Some of my new subscribers may not be aware, but I am the Angel of Death for plants. Even the so-called hardiest of plants (think “tough to kill” descriptions) are no match for my brown thumb. Take, for example, the seeds I’d planted for fresh basil in our kitchen. They grew, they showed promise, they died. They clearly needed more help than my absent-minded watering. And yes, for you new readers, that’s a keg in the background of that picture. My boyfriend is in beer (occupationally, not swimming), and I think kegs make great sawhorses for painting things like doors.
But I digress. Recent revelations suggest that my struggle to keep plants alive may not be as difficult as once thought. Apparently, all I have to do is completely 100% neglect my plants and they will do just fine without me.

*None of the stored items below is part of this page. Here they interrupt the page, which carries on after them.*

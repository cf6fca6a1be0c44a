//! # Domain Layer

pub mod entities;
pub mod errors;

pub use entities::{AssetFailure, BatchOutcome, BulkAssembly, TxBody};
pub use errors::AssemblerError;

I’m still discovering a lot about my home, but one of the first things I noticed last year was the blossoming daylilies in the front garden area. I had always intended on moving them after the end of summer, but we got a little distracted with interior changes and didn’t try as hard to keep these alive as I would have liked.

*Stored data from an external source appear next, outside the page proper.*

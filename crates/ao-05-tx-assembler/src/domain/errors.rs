//! # Domain Errors

use shared_types::{ErrorCode, HasErrorCode, TypesError};
use thiserror::Error;

/// Transaction assembler errors.
#[derive(Debug, Clone, PartialEq, Eq, Error)]
pub enum AssemblerError {
    /// Message type url has no registered decoder.
    #[error("Unregistered message type: {0}")]
    UnregisteredMessageType(String),

    /// A message failed to encode or decode.
    #[error(transparent)]
    Message(#[from] TypesError),

    /// The transaction body failed to encode, decode or render.
    #[error("Transaction codec error: {0}")]
    Codec(String),
}

impl HasErrorCode for AssemblerError {
    fn code(&self) -> ErrorCode {
        match self {
            AssemblerError::UnregisteredMessageType(_) => ErrorCode::UnregisteredMessageType,
            AssemblerError::Message(e) => e.code(),
            AssemblerError::Codec(_) => ErrorCode::Codec,
        }
    }
}

impl From<serde_json::Error> for AssemblerError {
    fn from(e: serde_json::Error) -> Self {
        AssemblerError::Codec(e.to_string())
    }
}

impl From<bincode::Error> for AssemblerError {
    fn from(e: bincode::Error) -> Self {
        AssemblerError::Codec(e.to_string())
    }
}
//! Subscriber installation.
//!
//! Records go to stderr so that command output on stdout stays parseable.

use crate::{TelemetryConfig, TelemetryError};
use tracing_subscriber::{layer::SubscriberExt, util::SubscriberInitExt, EnvFilter};

/// Install the global subscriber. Fails if one is already installed.
pub fn init_logging(config: &TelemetryConfig) -> Result<(), TelemetryError> {
    let env_filter = EnvFilter::try_new(&config.log_level)
        .map_err(|e| TelemetryError::Filter(e.to_string()))?;

    if !config.console_output {
        tracing_subscriber::registry()
            .with(env_filter)
            .try_init()
            .map_err(|e| TelemetryError::Init(e.to_string()))?;
        return Ok(());
    }

    if config.json_logs {
        // JSON output for containers
        let json_layer = tracing_subscriber::fmt::layer()
            .json()
            .with_writer(std::io::stderr)
            .with_target(true)
            .with_thread_ids(true)
            .with_file(true)
            .with_line_number(true);

        tracing_subscriber::registry()
            .with(env_filter)
            .with(json_layer)
            .try_init()
            .map_err(|e| TelemetryError::Init(e.to_string()))?;
    } else {
        let fmt_layer = tracing_subscriber::fmt::layer()
            .with_writer(std::io::stderr)
            .with_target(true)
            .with_thread_ids(false)
            .with_file(false)
            .with_line_number(false)
            .with_ansi(true);

        tracing_subscriber::registry()
            .with(env_filter)
            .with(fmt_layer)
            .try_init()
            .map_err(|e| TelemetryError::Init(e.to_string()))?;
    }

    tracing::debug!(
        service = %config.service_name,
        json_logs = config.json_logs,
        "Logging initialized"
    );
    Ok(())
}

In fact, we actually dug up every single one and placed them on the pallet Scott brought home one day with the full expectation that we would move them to the back yard fence. And then, somehow, we instead did nothing.
I mean literally nothing. We just left the perfectly healthy plants, exposed roots and all, lying on the pallet on the side of the house without replanting them. Meanwhile, we replaced the garden area with purple pansies and cabbage in prep for fall and winter.

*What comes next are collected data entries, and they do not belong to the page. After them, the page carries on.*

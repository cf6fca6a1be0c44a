//! # Inbound Ports

use crate::domain::{ResolvedSpecification, ResolverError};
use async_trait::async_trait;

/// Specification resolver API - inbound port.
#[async_trait]
pub trait SpecificationResolverApi: Send + Sync {
    /// Resolve the specifications governing assets of `classifier`.
    async fn resolve(
        &self,
        classifier: Option<&str>,
    ) -> Result<ResolvedSpecification, ResolverError>;
}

During the winter, I’d assumed they died this way. Neglected, abandoned, a lost cause (or rather, a cause I never cared anything about), covered in snow and without soil to protect their roots. When the snow and cold weather graciously went on vacation on Sunday (yay for spring weather!), Scott and I began our spring yard work in the hopes that this year would be the year for external changes.
But then, I saw… green. As in, these plants were growing… roots exposed… on top of the pallet.
If there ever was an argument to completely neglect my plants from now on, I’d say this is it. But since Georgia summers can get quite hot, I decided the next best thing to completely neglecting them (and also cleaning up the general white trash look of the side of the house) was to take all twelve budding plants and give them a new home. Right under and next to the camellia bush-trees in the front yard.
Hey, they made it through the winter without dying on me, so the least I could do for them at this point is to give them their soil back, right?